Problem to solve:
The listing below holds a line with "pub struct Limits" and a line with "pub struct Cors". Reproduce those two lines exactly, plus everything between them.

The input:
────────────────────
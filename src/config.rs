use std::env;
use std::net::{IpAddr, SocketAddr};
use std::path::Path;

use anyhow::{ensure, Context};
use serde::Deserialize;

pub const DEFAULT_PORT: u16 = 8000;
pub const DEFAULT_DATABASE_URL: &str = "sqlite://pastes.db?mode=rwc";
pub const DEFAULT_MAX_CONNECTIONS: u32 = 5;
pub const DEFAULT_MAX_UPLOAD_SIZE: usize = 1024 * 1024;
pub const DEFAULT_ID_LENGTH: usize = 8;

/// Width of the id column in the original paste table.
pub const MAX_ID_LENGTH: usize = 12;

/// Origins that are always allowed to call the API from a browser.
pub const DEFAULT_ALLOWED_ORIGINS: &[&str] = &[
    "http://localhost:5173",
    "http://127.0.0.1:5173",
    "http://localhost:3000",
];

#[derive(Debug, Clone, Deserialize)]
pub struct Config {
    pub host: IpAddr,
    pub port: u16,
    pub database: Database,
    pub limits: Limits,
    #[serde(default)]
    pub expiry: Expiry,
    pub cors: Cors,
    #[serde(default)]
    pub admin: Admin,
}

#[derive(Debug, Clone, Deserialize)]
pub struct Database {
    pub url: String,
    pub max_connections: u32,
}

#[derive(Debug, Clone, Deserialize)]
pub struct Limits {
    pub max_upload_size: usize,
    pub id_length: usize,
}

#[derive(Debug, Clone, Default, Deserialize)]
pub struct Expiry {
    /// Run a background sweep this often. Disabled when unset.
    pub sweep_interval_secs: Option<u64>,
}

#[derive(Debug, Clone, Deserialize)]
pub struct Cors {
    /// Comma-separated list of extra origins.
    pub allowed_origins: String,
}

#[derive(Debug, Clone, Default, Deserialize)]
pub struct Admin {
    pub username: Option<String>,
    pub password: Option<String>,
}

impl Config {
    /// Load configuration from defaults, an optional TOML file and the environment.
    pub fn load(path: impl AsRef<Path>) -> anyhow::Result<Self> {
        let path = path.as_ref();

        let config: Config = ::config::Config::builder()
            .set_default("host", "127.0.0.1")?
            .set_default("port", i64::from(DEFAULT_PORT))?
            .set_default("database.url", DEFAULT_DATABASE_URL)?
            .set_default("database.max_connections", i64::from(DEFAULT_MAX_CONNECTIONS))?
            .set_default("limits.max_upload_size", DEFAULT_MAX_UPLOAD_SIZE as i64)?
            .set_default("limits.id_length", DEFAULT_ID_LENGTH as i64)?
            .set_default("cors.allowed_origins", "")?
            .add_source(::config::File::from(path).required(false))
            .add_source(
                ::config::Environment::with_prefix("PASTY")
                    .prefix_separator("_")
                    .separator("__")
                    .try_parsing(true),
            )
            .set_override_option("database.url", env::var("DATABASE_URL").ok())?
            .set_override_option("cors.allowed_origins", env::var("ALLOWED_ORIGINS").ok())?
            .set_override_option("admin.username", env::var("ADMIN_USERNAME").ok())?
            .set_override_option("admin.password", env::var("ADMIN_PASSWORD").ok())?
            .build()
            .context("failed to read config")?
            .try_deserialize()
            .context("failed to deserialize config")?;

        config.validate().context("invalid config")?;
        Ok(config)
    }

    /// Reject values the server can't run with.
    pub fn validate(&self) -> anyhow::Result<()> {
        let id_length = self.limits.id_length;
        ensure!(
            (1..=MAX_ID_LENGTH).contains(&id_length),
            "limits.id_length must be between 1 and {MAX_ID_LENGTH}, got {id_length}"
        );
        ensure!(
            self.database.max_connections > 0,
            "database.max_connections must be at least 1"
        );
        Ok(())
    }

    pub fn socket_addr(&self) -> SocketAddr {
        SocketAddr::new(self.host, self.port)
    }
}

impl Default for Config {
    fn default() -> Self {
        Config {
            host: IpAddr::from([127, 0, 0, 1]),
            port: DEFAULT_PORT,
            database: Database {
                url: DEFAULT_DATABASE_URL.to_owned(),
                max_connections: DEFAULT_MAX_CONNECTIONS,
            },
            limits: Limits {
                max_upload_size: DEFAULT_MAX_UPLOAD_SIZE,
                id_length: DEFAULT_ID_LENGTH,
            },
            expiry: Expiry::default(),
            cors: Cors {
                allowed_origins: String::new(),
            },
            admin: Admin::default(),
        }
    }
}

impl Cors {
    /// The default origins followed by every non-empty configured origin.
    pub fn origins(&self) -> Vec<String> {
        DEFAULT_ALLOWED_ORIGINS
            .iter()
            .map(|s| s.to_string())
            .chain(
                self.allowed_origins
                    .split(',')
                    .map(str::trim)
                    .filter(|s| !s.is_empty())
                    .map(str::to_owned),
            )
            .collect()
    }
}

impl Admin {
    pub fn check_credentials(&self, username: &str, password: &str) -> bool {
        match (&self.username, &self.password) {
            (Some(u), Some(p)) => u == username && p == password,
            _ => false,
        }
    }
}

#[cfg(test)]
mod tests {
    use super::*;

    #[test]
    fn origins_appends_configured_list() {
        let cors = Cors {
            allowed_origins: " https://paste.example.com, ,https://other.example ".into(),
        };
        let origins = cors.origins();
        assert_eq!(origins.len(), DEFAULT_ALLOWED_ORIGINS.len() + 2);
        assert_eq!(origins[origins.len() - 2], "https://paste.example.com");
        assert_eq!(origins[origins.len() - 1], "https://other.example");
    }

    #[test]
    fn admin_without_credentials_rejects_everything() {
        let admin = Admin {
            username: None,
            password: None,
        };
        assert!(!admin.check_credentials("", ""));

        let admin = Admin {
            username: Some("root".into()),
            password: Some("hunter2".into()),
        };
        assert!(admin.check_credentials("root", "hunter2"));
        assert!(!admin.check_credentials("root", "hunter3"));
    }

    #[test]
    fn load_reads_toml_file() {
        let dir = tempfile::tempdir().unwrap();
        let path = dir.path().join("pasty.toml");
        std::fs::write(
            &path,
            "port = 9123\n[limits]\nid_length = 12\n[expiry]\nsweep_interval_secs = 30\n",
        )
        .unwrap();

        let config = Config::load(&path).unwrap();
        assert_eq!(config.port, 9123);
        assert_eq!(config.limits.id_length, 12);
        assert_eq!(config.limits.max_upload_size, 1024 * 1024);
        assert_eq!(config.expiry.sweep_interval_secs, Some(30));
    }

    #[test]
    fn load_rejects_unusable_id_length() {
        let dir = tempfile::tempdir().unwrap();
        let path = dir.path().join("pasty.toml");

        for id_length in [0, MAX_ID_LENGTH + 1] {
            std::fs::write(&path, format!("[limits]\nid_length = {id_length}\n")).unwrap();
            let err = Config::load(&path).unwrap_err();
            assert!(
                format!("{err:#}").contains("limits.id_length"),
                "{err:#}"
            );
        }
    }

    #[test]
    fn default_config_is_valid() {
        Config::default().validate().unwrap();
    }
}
────────────────────
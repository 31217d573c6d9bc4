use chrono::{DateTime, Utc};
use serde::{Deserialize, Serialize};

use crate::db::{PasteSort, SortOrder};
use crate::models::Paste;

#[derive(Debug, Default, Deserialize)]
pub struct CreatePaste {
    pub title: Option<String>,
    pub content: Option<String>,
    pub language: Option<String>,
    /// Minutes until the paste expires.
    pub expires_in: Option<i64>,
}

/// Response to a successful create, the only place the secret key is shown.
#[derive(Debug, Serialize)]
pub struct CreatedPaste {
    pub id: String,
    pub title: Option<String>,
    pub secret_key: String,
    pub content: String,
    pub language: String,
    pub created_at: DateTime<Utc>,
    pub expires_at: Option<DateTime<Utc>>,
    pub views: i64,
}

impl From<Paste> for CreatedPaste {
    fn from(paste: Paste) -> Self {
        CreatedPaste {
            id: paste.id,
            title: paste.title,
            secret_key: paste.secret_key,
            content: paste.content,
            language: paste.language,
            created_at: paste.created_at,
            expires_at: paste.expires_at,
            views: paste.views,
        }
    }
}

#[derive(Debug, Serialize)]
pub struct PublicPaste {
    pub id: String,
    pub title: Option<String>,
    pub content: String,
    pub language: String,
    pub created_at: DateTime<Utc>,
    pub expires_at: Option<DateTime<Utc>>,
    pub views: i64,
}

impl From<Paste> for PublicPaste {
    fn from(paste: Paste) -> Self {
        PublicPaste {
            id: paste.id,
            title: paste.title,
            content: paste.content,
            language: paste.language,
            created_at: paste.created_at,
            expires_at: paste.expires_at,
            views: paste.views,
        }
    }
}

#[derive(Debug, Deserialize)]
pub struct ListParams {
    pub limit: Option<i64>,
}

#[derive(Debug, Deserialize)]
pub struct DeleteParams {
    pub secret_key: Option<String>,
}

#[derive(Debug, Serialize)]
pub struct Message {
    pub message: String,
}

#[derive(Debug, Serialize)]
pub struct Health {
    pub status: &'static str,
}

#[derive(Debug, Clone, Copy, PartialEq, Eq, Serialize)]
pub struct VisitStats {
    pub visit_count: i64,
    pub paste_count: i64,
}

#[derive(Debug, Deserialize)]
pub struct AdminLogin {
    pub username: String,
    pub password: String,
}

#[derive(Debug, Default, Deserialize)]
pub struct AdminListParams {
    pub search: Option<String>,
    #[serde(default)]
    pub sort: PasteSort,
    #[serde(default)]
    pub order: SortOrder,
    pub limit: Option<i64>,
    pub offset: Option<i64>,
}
────────────────────
Reply to the task:
pub struct Limits {
    pub max_upload_size: usize,
    pub id_length: usize,
}

#[derive(Debug, Clone, Default, Deserialize)]
pub struct Expiry {
    /// Run a background sweep this often. Disabled when unset.
    pub sweep_interval_secs: Option<u64>,
}

#[derive(Debug, Clone, Deserialize)]
pub struct Cors {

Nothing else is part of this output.